Exactly the lines from the start of the data below through the line containing "pub const CLOSE_KEYS: [&str;" must be returned, and no others.

Data in this exercise →
■ ■ ■ ■ ■ ■ ■

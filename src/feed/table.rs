//! ISS table decoding
//!
//! Every ISS section is a `{"columns": [...], "data": [[...], ...]}` pair.
//! Field names vary between payload shapes (lower vs upper case, `begin`
//! vs `end`), so extraction goes through ordered candidate-key lists
//! instead of hardcoding one spelling per call site.

use chrono::NaiveDate;
use serde::Deserialize;
use serde_json::{Map, Value};

/// Candidate keys for the candle timestamp, checked in priority order.
pub const TIMESTAMP_KEYS: [&str; 4] = ["begin", "BEGIN", "end", "END"];

pub const OPEN_KEYS: [&str; 2] = ["open", "OPEN"];
pub const HIGH_KEYS: [&str; 2] = ["high", "HIGH"];
pub const LOW_KEYS: [&str; 2] = ["low", "LOW"];
pub const CLOSE_KEYS: [&str; 2] = ["close", "CLOSE"];
pub const VOLUME_KEYS: [&str; 2] = ["volume", "VOLUME"];

/// One row of a decoded section, keyed by column name.
pub type FeedRow = Map<String, Value>;

/// One named section of an ISS response.
#[derive(Debug, Clone, Deserialize)]
pub struct FeedTable {
    pub columns: Vec<String>,
    pub data: Vec<Vec<Value>>,
}

impl FeedTable {
    /// Zip column names with every data row.
    pub fn rows(&self) -> Vec<FeedRow> {
        self.data
            .iter()
            .map(|row| {
                self.columns
                    .iter()
                    .cloned()
                    .zip(row.iter().cloned())
                    .collect()
            })
            .collect()
    }
}

/// First present, non-null, non-empty string among the candidate keys.
pub fn pick_str(row: &FeedRow, keys: &[&str]) -> Option<String> {
    for key in keys {
        if let Some(Value::String(s)) = row.get(*key) {
            if !s.is_empty() {
                return Some(s.clone());
            }
        }
    }
    None
}

/// First present, non-null numeric among the candidate keys.
///
/// Null and absence both yield `None`; an explicit zero stays `Some(0.0)`.
pub fn pick_f64(row: &FeedRow, keys: &[&str]) -> Option<f64> {
    for key in keys {
        match row.get(*key) {
            Some(Value::Number(n)) => return n.as_f64(),
            Some(Value::String(s)) => {
                if let Ok(v) = s.parse() {
                    return Some(v);
                }
            }
            _ => {}
        }
    }
    None
}

/// Candle row with canonical field names, ready for storage.
#[derive(Debug, Clone, PartialEq)]
pub struct CandleRow {
    pub d: NaiveDate,
    pub open: Option<f64>,
    pub high: Option<f64>,
    pub low: Option<f64>,
    pub close: Option<f64>,
    pub volume: Option<f64>,
}

/// Normalize raw candle rows. Rows without a usable timestamp are dropped.
pub fn normalize_candles(rows: &[FeedRow]) -> Vec<CandleRow> {
    rows.iter().filter_map(normalize_candle).collect()
}

fn normalize_candle(row: &FeedRow) -> Option<CandleRow> {
    let ts = pick_str(row, &TIMESTAMP_KEYS)?;
    let d = parse_feed_date(&ts)?;

    Some(CandleRow {
        d,
        open: pick_f64(row, &OPEN_KEYS),
        high: pick_f64(row, &HIGH_KEYS),
        low: pick_f64(row, &LOW_KEYS),
        close: pick_f64(row, &CLOSE_KEYS),
        volume: pick_f64(row, &VOLUME_KEYS),
    })
}

/// `"YYYY-MM-DD"` or `"YYYY-MM-DD HH:MM:SS"` to a calendar date.
fn parse_feed_date(ts: &str) -> Option<NaiveDate> {
    let head = ts.get(..10)?;
    NaiveDate::parse_from_str(head, "%Y-%m-%d").ok()
}

#[cfg(test)]
mod tests {
    use super::*;
    use serde_json::json;

    fn row(v: Value) -> FeedRow {
        v.as_object().unwrap().clone()
    }

    #[test]
    fn rows_zip_columns_with_data() {
        let table: FeedTable = serde_json::from_value(json!({
            "columns": ["SECID", "LAST"],
            "data": [["SBER", 280.5], ["GAZP", null]],
        }))
        .unwrap();

        let rows = table.rows();
        assert_eq!(rows.len(), 2);
        assert_eq!(rows[0]["SECID"], json!("SBER"));
        assert_eq!(rows[1]["LAST"], Value::Null);
    }

    #[test]
    fn pick_f64_prefers_earlier_keys() {
        let r = row(json!({"open": 101.0, "OPEN": 999.0}));
        assert_eq!(pick_f64(&r, &OPEN_KEYS), Some(101.0));
    }

    #[test]
    fn pick_f64_falls_through_null_to_next_key() {
        let r = row(json!({"open": null, "OPEN": 99.5}));
        assert_eq!(pick_f64(&r, &OPEN_KEYS), Some(99.5));
    }

    #[test]
    fn pick_f64_keeps_null_distinct_from_zero() {
        let absent = row(json!({"close": null}));
        let zero = row(json!({"close": 0.0}));

        assert_eq!(pick_f64(&absent, &CLOSE_KEYS), None);
        assert_eq!(pick_f64(&zero, &CLOSE_KEYS), Some(0.0));
    }

    #[test]
    fn timestamp_prefers_begin_over_end() {
        let r = row(json!({
            "begin": "2024-03-01 00:00:00",
            "end": "2024-03-02 00:00:00",
            "open": 1.0, "high": 1.0, "low": 1.0, "close": 1.0,
        }));

        let candles = normalize_candles(&[r]);
        assert_eq!(candles[0].d, NaiveDate::from_ymd_opt(2024, 3, 1).unwrap());
    }

    #[test]
    fn rows_without_timestamp_are_dropped() {
        let good = row(json!({"begin": "2024-03-01", "close": 10.0}));
        let bad = row(json!({"close": 11.0}));
        let garbage = row(json!({"begin": "not-a-date", "close": 12.0}));

        let candles = normalize_candles(&[good, bad, garbage]);
        assert_eq!(candles.len(), 1);
        assert_eq!(candles[0].close, Some(10.0));
    }

    #[test]
    fn uppercase_shape_normalizes_too() {
        let r = row(json!({
            "BEGIN": "2024-03-05 00:00:00",
            "OPEN": 10.0, "HIGH": 12.0, "LOW": 9.0, "CLOSE": 11.0, "VOLUME": null,
        }));

        let candles = normalize_candles(&[r]);
        assert_eq!(candles[0].open, Some(10.0));
        assert_eq!(candles[0].volume, None);
    }
}
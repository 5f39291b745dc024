//! SQLite storage module
//!
//! All durable state lives here: market reference data, cached candles
//! with their range freshness marks, and the trading ledger. The wrapper
//! serializes access through one connection; ledger operations run as
//! transactions on top of that.

pub mod models;
mod account;
mod candle;
mod instrument;
mod ledger;
mod migrations;

use crate::error::Result;
use crate::feed::table::CandleRow;
use chrono::{DateTime, NaiveDate, SecondsFormat, Utc};
use models::{Account, Candle, Fill, Instrument, InstrumentUpsert, PositionView, Trade};
use parking_lot::Mutex;
use rusqlite::Connection;
use std::collections::HashMap;
use std::path::Path;

/// Timestamps are stored as fixed-width RFC 3339 text so that SQL
/// ordering matches chronological ordering.
pub(crate) fn fmt_ts(ts: DateTime<Utc>) -> String {
    ts.to_rfc3339_opts(SecondsFormat::Micros, true)
}

pub(crate) fn parse_ts(raw: &str) -> Option<DateTime<Utc>> {
    DateTime::parse_from_rfc3339(raw)
        .ok()
        .map(|t| t.with_timezone(&Utc))
}

/// SQLite database wrapper
pub struct SqliteDb {
    conn: Mutex<Connection>,
}

impl SqliteDb {
    /// Open (or create) the database file and run migrations.
    pub fn new(path: &Path) -> Result<Self> {
        let conn = Connection::open(path)?;

        // Enable WAL mode for better concurrent access
        conn.execute_batch("PRAGMA journal_mode=WAL; PRAGMA synchronous=NORMAL;")?;

        let db = Self {
            conn: Mutex::new(conn),
        };
        db.run_migrations()?;
        Ok(db)
    }

    /// In-memory database, used by tests.
    pub fn open_in_memory() -> Result<Self> {
        let conn = Connection::open_in_memory()?;
        let db = Self {
            conn: Mutex::new(conn),
        };
        db.run_migrations()?;
        Ok(db)
    }

    fn run_migrations(&self) -> Result<()> {
        let conn = self.conn.lock();
        migrations::run_migrations(&conn)
    }

    // ========== Instrument Methods ==========

    /// Upsert reference data by (secid, board).
    pub fn upsert_instruments(
        &self,
        board: &str,
        rows: &[InstrumentUpsert],
        now: DateTime<Utc>,
    ) -> Result<usize> {
        let mut conn = self.conn.lock();
        instrument::upsert_instruments(&mut conn, board, rows, now)
    }

    /// Look up one instrument.
    pub fn get_instrument(&self, secid: &str, board: &str) -> Result<Option<Instrument>> {
        let conn = self.conn.lock();
        instrument::get_instrument(&conn, secid, board)
    }

    /// Newest refresh timestamp across the directory.
    pub fn directory_refreshed_at(&self) -> Result<Option<DateTime<Utc>>> {
        let conn = self.conn.lock();
        instrument::directory_refreshed_at(&conn)
    }

    // ========== Candle Methods ==========

    /// Upsert normalized bars by (secid, board, interval, date).
    pub fn upsert_candles(
        &self,
        secid: &str,
        board: &str,
        interval: u32,
        rows: &[CandleRow],
        source: &str,
        now: DateTime<Utc>,
    ) -> Result<usize> {
        let mut conn = self.conn.lock();
        candle::upsert_candles(&mut conn, secid, board, interval, rows, source, now)
    }

    /// Stored bars for the range, ascending by date.
    pub fn read_candles(
        &self,
        secid: &str,
        board: &str,
        interval: u32,
        date_from: NaiveDate,
        date_to: NaiveDate,
    ) -> Result<Vec<Candle>> {
        let conn = self.conn.lock();
        candle::read_candles(&conn, secid, board, interval, date_from, date_to)
    }

    /// Newest stored close for a symbol.
    pub fn latest_close(
        &self,
        secid: &str,
        board: &str,
        interval: u32,
    ) -> Result<Option<(NaiveDate, f64)>> {
        let conn = self.conn.lock();
        candle::latest_close(&conn, secid, board, interval)
    }

    /// Newest stored close per symbol, one query.
    pub fn latest_closes(&self, board: &str, interval: u32) -> Result<HashMap<String, f64>> {
        let conn = self.conn.lock();
        candle::latest_closes(&conn, board, interval)
    }

    /// Mark a queried range as fully backfilled.
    pub fn mark_range(
        &self,
        secid: &str,
        board: &str,
        interval: u32,
        date_from: NaiveDate,
        date_to: NaiveDate,
        now: DateTime<Utc>,
    ) -> Result<()> {
        let conn = self.conn.lock();
        candle::mark_range(&conn, secid, board, interval, date_from, date_to, now)
    }

    /// Newest mark covering the queried range.
    pub fn covering_mark(
        &self,
        secid: &str,
        board: &str,
        interval: u32,
        date_from: NaiveDate,
        date_to: NaiveDate,
    ) -> Result<Option<DateTime<Utc>>> {
        let conn = self.conn.lock();
        candle::covering_mark(&conn, secid, board, interval, date_from, date_to)
    }

    // ========== Account Methods ==========

    /// Create the owner's account with starting cash if missing.
    pub fn ensure_account(
        &self,
        owner_id: i64,
        starting_cash: f64,
        now: DateTime<Utc>,
    ) -> Result<Account> {
        let conn = self.conn.lock();
        account::ensure_account(&conn, owner_id, starting_cash, now)
    }

    pub fn get_account(&self, account_id: i64) -> Result<Option<Account>> {
        let conn = self.conn.lock();
        account::get_account(&conn, account_id)
    }

    pub fn get_account_by_owner(&self, owner_id: i64) -> Result<Option<Account>> {
        let conn = self.conn.lock();
        account::get_account_by_owner(&conn, owner_id)
    }

    pub fn all_accounts(&self) -> Result<Vec<Account>> {
        let conn = self.conn.lock();
        account::all_accounts(&conn)
    }

    /// (qty, avg_price) for one held symbol.
    pub fn position_for(
        &self,
        account_id: i64,
        secid: &str,
        board: &str,
    ) -> Result<Option<(f64, f64)>> {
        let conn = self.conn.lock();
        account::position_for(&conn, account_id, secid, board)
    }

    /// All positions for the account with instrument identity.
    pub fn list_positions(&self, account_id: i64, board: &str) -> Result<Vec<PositionView>> {
        let conn = self.conn.lock();
        account::list_positions(&conn, account_id, board)
    }

    /// Every position on the board across all accounts.
    pub fn positions_by_board(&self, board: &str) -> Result<Vec<(i64, String, f64)>> {
        let conn = self.conn.lock();
        account::positions_by_board(&conn, board)
    }

    /// Most recent trades first.
    pub fn list_trades(&self, account_id: i64, limit: usize) -> Result<Vec<Trade>> {
        let conn = self.conn.lock();
        account::list_trades(&conn, account_id, limit)
    }

    // ========== Ledger Methods ==========

    /// Atomically settle a buy.
    pub fn buy(
        &self,
        account_id: i64,
        secid: &str,
        board: &str,
        qty: f64,
        price: f64,
        now: DateTime<Utc>,
    ) -> Result<Fill> {
        let mut conn = self.conn.lock();
        ledger::buy(&mut conn, account_id, secid, board, qty, price, now)
    }

    /// Atomically settle a sell.
    pub fn sell(
        &self,
        account_id: i64,
        secid: &str,
        board: &str,
        qty: f64,
        price: f64,
        now: DateTime<Utc>,
    ) -> Result<Fill> {
        let mut conn = self.conn.lock();
        ledger::sell(&mut conn, account_id, secid, board, qty, price, now)
    }
}

#[cfg(test)]
mod tests {
    use super::*;

    #[test]
    fn opens_and_migrates_an_on_disk_database() {
        let dir = tempfile::tempdir().unwrap();
        let path = dir.path().join("papertrader.db");

        // Opening twice must not re-run applied migrations.
        drop(SqliteDb::new(&path).unwrap());
        let db = SqliteDb::new(&path).unwrap();

        assert!(db.get_instrument("SBER", "TQBR").unwrap().is_none());
    }

    #[test]
    fn timestamp_round_trips_through_text() {
        use chrono::TimeZone;

        let ts = Utc.with_ymd_and_hms(2026, 3, 1, 15, 30, 45).unwrap();
        assert_eq!(parse_ts(&fmt_ts(ts)), Some(ts));
    }
}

■ ■ ■ ■ ■ ■ ■

Exercise answer →
filename src/feed/table.rs
//! ISS table decoding
//!
//! Every ISS section is a `{"columns": [...], "data": [[...], ...]}` pair.
//! Field names vary between payload shapes (lower vs upper case, `begin`
//! vs `end`), so extraction goes through ordered candidate-key lists
//! instead of hardcoding one spelling per call site.

use chrono::NaiveDate;
use serde::Deserialize;
use serde_json::{Map, Value};

/// Candidate keys for the candle timestamp, checked in priority order.
pub const TIMESTAMP_KEYS: [&str; 4] = ["begin", "BEGIN", "end", "END"];

pub const OPEN_KEYS: [&str; 2] = ["open", "OPEN"];
pub const HIGH_KEYS: [&str; 2] = ["high", "HIGH"];
pub const LOW_KEYS: [&str; 2] = ["low", "LOW"];
pub const CLOSE_KEYS: [&str; 2] = ["close", "CLOSE"];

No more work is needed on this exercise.